■ **Directions for this task**:
In the listing below, find each line that holds "boundary" and list it.

————————

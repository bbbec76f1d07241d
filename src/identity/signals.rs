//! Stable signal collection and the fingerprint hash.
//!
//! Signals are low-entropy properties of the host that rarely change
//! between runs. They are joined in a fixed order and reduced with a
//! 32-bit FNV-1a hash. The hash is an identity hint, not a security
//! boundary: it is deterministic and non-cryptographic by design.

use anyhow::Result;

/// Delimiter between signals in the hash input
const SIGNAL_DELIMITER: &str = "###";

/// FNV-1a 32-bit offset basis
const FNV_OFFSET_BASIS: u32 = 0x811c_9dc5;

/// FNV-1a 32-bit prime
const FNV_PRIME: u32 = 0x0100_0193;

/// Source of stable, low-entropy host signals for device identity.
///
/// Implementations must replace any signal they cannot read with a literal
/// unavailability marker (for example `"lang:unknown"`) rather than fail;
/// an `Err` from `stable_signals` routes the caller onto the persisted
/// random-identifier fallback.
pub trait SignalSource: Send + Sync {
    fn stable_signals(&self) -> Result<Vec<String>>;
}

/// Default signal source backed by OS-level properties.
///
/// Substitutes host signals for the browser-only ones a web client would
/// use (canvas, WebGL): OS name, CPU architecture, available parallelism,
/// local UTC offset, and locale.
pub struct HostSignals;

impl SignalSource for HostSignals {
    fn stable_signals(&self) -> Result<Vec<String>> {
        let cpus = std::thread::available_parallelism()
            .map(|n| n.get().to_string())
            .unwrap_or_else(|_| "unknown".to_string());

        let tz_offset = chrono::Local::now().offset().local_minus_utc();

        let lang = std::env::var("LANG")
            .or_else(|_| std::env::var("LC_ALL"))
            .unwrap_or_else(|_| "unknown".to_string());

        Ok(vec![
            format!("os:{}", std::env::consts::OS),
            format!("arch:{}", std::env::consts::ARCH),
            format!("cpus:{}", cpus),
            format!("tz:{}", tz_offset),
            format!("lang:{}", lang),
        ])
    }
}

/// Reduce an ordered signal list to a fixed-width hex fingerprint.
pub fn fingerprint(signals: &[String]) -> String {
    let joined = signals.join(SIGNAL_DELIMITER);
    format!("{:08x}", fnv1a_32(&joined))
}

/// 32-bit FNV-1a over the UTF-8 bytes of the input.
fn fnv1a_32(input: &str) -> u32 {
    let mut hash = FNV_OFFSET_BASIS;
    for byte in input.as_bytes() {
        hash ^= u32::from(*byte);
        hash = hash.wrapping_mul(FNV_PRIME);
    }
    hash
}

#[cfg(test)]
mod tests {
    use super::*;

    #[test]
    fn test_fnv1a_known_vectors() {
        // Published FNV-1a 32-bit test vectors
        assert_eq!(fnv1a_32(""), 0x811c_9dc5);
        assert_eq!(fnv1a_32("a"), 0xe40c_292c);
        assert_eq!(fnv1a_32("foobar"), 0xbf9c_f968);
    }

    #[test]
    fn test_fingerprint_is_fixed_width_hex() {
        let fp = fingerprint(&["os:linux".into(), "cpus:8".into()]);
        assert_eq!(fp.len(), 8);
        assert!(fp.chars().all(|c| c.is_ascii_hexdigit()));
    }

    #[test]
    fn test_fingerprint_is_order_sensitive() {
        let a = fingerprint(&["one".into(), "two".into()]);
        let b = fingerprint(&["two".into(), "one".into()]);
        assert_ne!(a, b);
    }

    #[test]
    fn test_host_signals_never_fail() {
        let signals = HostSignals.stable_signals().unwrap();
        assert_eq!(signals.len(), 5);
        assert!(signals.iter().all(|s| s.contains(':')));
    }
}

————————

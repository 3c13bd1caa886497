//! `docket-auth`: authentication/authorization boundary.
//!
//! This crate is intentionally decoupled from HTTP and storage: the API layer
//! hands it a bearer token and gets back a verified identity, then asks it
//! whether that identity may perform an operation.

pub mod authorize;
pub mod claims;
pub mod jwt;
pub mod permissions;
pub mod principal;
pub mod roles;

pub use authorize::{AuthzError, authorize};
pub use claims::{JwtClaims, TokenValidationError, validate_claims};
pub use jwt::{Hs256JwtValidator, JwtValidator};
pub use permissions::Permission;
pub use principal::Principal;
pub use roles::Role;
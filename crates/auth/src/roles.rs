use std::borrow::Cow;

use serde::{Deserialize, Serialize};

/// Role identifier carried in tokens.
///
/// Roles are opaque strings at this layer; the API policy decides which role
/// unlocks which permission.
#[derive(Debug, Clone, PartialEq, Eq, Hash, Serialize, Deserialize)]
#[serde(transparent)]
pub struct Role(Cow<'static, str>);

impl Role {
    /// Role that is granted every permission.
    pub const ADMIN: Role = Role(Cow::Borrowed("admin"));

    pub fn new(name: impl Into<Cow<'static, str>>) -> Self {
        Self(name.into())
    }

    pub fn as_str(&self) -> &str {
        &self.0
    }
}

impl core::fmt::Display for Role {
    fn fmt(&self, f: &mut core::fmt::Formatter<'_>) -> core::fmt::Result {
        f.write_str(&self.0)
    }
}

————————

■ **Written reply**:
//! boundary: it is deterministic and non-cryptographic by design.
//! `docket-auth`: authentication/authorization boundary.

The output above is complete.